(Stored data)
-----

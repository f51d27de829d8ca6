//! Locally computed solar data provider.
//!
//! Twilight, sunrise, and sunset come from the NOAA solar calculations in
//! the `sunrise` crate. Solar transit is taken as the midpoint of sunrise
//! and sunset. Lunar phenomena are not computed locally and stay absent, so
//! lunar-scheduled triggers need a provider backed by an ephemeris service.

use anyhow::{Result, anyhow};
use chrono::Local;
use sunrise::{Coordinates, DawnType, SolarDay, SolarEvent};

use crate::astro::{AstroRequest, AstronomicalDay, AstronomicalProvider};

/// Provider computing solar phenomena on the local machine.
#[derive(Debug, Clone, Copy, Default)]
pub struct SolarCalculator;

impl AstronomicalProvider for SolarCalculator {
    fn one_day(&self, request: &AstroRequest) -> Result<AstronomicalDay> {
        let coord = Coordinates::new(request.location.latitude, request.location.longitude)
            .ok_or_else(|| {
                anyhow!(
                    "solar calculator rejected coordinates (got {:.4}, {:.4})",
                    request.location.latitude,
                    request.location.longitude
                )
            })?;
        let solar_day = SolarDay::new(coord, request.date);

        let twilight_start = solar_day.event_time(SolarEvent::Dawn(DawnType::Civil));
        let sunrise = solar_day.event_time(SolarEvent::Sunrise);
        let sunset = solar_day.event_time(SolarEvent::Sunset);
        let twilight_end = solar_day.event_time(SolarEvent::Dusk(DawnType::Civil));
        let solar_transit = sunrise + (sunset - sunrise) / 2;

        Ok(AstronomicalDay {
            valid: true,
            date: request.date,
            lunar_phase: None,
            twilight_start: Some(twilight_start.with_timezone(&Local)),
            sunrise: Some(sunrise.with_timezone(&Local)),
            solar_transit: Some(solar_transit.with_timezone(&Local)),
            sunset: Some(sunset.with_timezone(&Local)),
            twilight_end: Some(twilight_end.with_timezone(&Local)),
            moon_rise: None,
            lunar_transit: None,
            moon_set: None,
        })
    }
}

#[cfg(test)]
mod tests {
    use chrono::NaiveDate;

    use super::*;
    use crate::astro::Location;

    fn mid_latitude_request() -> AstroRequest {
        AstroRequest::for_day(
            NaiveDate::from_ymd_opt(2024, 6, 21).unwrap(),
            Location {
                latitude: 37.7749,
                longitude: -122.4194,
            },
        )
    }

    #[test]
    fn solar_phenomena_come_back_in_daylight_order() {
        let day = SolarCalculator.one_day(&mid_latitude_request()).unwrap();

        assert!(day.valid);
        assert_eq!(day.date, mid_latitude_request().date);

        let twilight_start = day.twilight_start.unwrap();
        let sunrise = day.sunrise.unwrap();
        let transit = day.solar_transit.unwrap();
        let sunset = day.sunset.unwrap();
        let twilight_end = day.twilight_end.unwrap();

        assert!(twilight_start < sunrise);
        assert!(sunrise < transit);
        assert!(transit < sunset);
        assert!(sunset < twilight_end);
    }

    #[test]
    fn transit_splits_the_day_evenly() {
        let day = SolarCalculator.one_day(&mid_latitude_request()).unwrap();
        let morning = day.solar_transit.unwrap() - day.sunrise.unwrap();
        let evening = day.sunset.unwrap() - day.solar_transit.unwrap();
        assert!((morning.num_milliseconds() - evening.num_milliseconds()).abs() <= 1);
    }

    #[test]
    fn lunar_phenomena_are_absent() {
        let day = SolarCalculator.one_day(&mid_latitude_request()).unwrap();
        assert_eq!(day.moon_rise, None);
        assert_eq!(day.lunar_transit, None);
        assert_eq!(day.moon_set, None);
        assert_eq!(day.lunar_phase, None);
    }

    #[test]
    fn out_of_range_coordinates_are_an_error() {
        let mut request = mid_latitude_request();
        request.location.latitude = 90.5;
        assert!(SolarCalculator.one_day(&request).is_err());
    }
}
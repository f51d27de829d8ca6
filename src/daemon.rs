//! Daemon orchestration.
//!
//! Builds every configured trigger, fans their event streams into one
//! channel, and runs until SIGINT or SIGTERM arrives. Trigger workers are
//! wound down by dropping their handles, which terminates and joins each
//! worker thread.

use std::collections::HashMap;
use std::path::PathBuf;
use std::sync::mpsc::{self, Receiver, Sender};
use std::thread;

use anyhow::{Context, Result};
use signal_hook::consts::signal::{SIGINT, SIGTERM};
use signal_hook::iterator::Signals;
use uuid::Uuid;

use crate::config::{self, TriggerKind};
use crate::constants::TRIP_LIMIT_UNLIMITED;
use crate::trigger::TimeTrigger;
use crate::trigger::events::TriggerEvent;

/// Everything the daemon loop reacts to.
enum DaemonMessage {
    Event(TriggerEvent),
    Shutdown(&'static str),
}

/// Runs the daemon until a shutdown signal arrives.
///
/// `debug_enabled` comes from the command line and turns on engine
/// diagnostics for every trigger; individual entries may still override it
/// in the configuration file.
pub fn run(debug_enabled: bool, config_path: Option<String>) -> Result<()> {
    log_version!();

    let path = match config_path {
        Some(path) => PathBuf::from(path),
        None => config::default_config_path()?,
    };
    if !path.exists() {
        log_block_start!("No configuration found, writing a starter file");
        log_indented!("{}", path.display());
        config::write_default_config(&path)?;
    }

    log_block_start!("Loading configuration");
    log_indented!("{}", path.display());
    let config = config::load_from_path(&path)?;
    if config.triggers.is_empty() {
        log_warning!("Configuration defines no triggers; nothing to run");
        log_end!();
        return Ok(());
    }

    let default_debug = debug_enabled || config.daemon.debug_logging.unwrap_or(false);
    let (message_tx, message_rx) = mpsc::channel();

    let mut triggers = Vec::with_capacity(config.triggers.len());
    let mut names: HashMap<Uuid, String> = HashMap::new();
    for (index, entry) in config.triggers.iter().enumerate() {
        let params = entry
            .trigger_params(default_debug)
            .with_context(|| format!("Invalid [[trigger]] entry {}", index + 1))?;
        let (trigger, events) = TimeTrigger::new(params)
            .with_context(|| format!("Failed to build [[trigger]] entry {}", index + 1))?;

        log_block_start!("Registered trigger '{}'", trigger.name());
        log_indented!(
            "schedule: {}",
            match entry.kind {
                TriggerKind::Interval => "interval",
                TriggerKind::Calendar => "calendar",
            }
        );
        log_indented!("uuid: {}", trigger.identifier());
        log_indented!("signature: {}", trigger.signature());
        if trigger.trip_limit() != TRIP_LIMIT_UNLIMITED {
            log_indented!("trip limit: {}", trigger.trip_limit());
        }

        names.insert(trigger.identifier(), trigger.name().to_string());
        spawn_forwarder(trigger.name(), events, message_tx.clone())?;
        triggers.push(trigger);
    }

    register_shutdown_signals(message_tx)?;

    for trigger in &triggers {
        trigger.start()?;
    }
    log_block_start!("Running {} trigger(s), Ctrl+C to stop", triggers.len());

    for message in message_rx.iter() {
        match message {
            DaemonMessage::Event(event) => log_event(&names, &event, default_debug),
            DaemonMessage::Shutdown(signal_name) => {
                log_block_start!("Received {signal_name}, shutting down");
                break;
            }
        }
    }

    // Dropping the handles terminates and joins every worker.
    drop(triggers);
    log_end!();
    Ok(())
}

fn log_event(names: &HashMap<Uuid, String>, event: &TriggerEvent, debug: bool) {
    let name = names
        .get(&event.uuid())
        .map(String::as_str)
        .unwrap_or("unknown");
    match event {
        TriggerEvent::StateChanged {
            old_state,
            new_state,
            ..
        } => {
            log_decorated!("'{name}' {old_state} -> {new_state}");
        }
        TriggerEvent::StateNotify { current_state, .. } => {
            if debug {
                log_debug!("'{name}' notify: {current_state}");
            }
        }
    }
}

/// Forwards one trigger's events into the daemon channel. The thread ends
/// when the trigger worker goes away and its event stream disconnects.
fn spawn_forwarder(
    name: &str,
    events: Receiver<TriggerEvent>,
    sink: Sender<DaemonMessage>,
) -> Result<()> {
    thread::Builder::new()
        .name(format!("events-{name}"))
        .spawn(move || {
            for event in events.iter() {
                if sink.send(DaemonMessage::Event(event)).is_err() {
                    break;
                }
            }
        })
        .context("Failed to spawn event forwarder thread")?;
    Ok(())
}

fn register_shutdown_signals(sink: Sender<DaemonMessage>) -> Result<()> {
    let mut signals =
        Signals::new([SIGINT, SIGTERM]).context("failed to register signal handlers")?;
    thread::Builder::new()
        .name("signals".to_string())
        .spawn(move || {
            for signal in signals.forever() {
                let name = match signal {
                    SIGINT => "SIGINT",
                    SIGTERM => "SIGTERM",
                    _ => "signal",
                };
                if sink.send(DaemonMessage::Shutdown(name)).is_err() {
                    break;
                }
            }
        })
        .context("Failed to spawn signal handling thread")?;
    Ok(())
}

-----

What is needed
From the line holding "names.insert(trigger.identifier(), trigger.name().to_string());" to the line holding "for event in", inclusive, restate each line above exactly as written.

Exercise answer
        names.insert(trigger.identifier(), trigger.name().to_string());
        spawn_forwarder(trigger.name(), events, message_tx.clone())?;
        triggers.push(trigger);
    }

    register_shutdown_signals(message_tx)?;

    for trigger in &triggers {
        trigger.start()?;
    }
    log_block_start!("Running {} trigger(s), Ctrl+C to stop", triggers.len());

    for message in message_rx.iter() {
        match message {
            DaemonMessage::Event(event) => log_event(&names, &event, default_debug),
            DaemonMessage::Shutdown(signal_name) => {
                log_block_start!("Received {signal_name}, shutting down");
                break;
            }
        }
    }

    // Dropping the handles terminates and joins every worker.
    drop(triggers);
    log_end!();
    Ok(())
}

fn log_event(names: &HashMap<Uuid, String>, event: &TriggerEvent, debug: bool) {
    let name = names
        .get(&event.uuid())
        .map(String::as_str)
        .unwrap_or("unknown");
    match event {
        TriggerEvent::StateChanged {
            old_state,
            new_state,
            ..
        } => {
            log_decorated!("'{name}' {old_state} -> {new_state}");
        }
        TriggerEvent::StateNotify { current_state, .. } => {
            if debug {
                log_debug!("'{name}' notify: {current_state}");
            }
        }
    }
}

/// Forwards one trigger's events into the daemon channel. The thread ends
/// when the trigger worker goes away and its event stream disconnects.
fn spawn_forwarder(
    name: &str,
    events: Receiver<TriggerEvent>,
    sink: Sender<DaemonMessage>,
) -> Result<()> {
    thread::Builder::new()
        .name(format!("events-{name}"))
        .spawn(move || {
            for event in events.iter() {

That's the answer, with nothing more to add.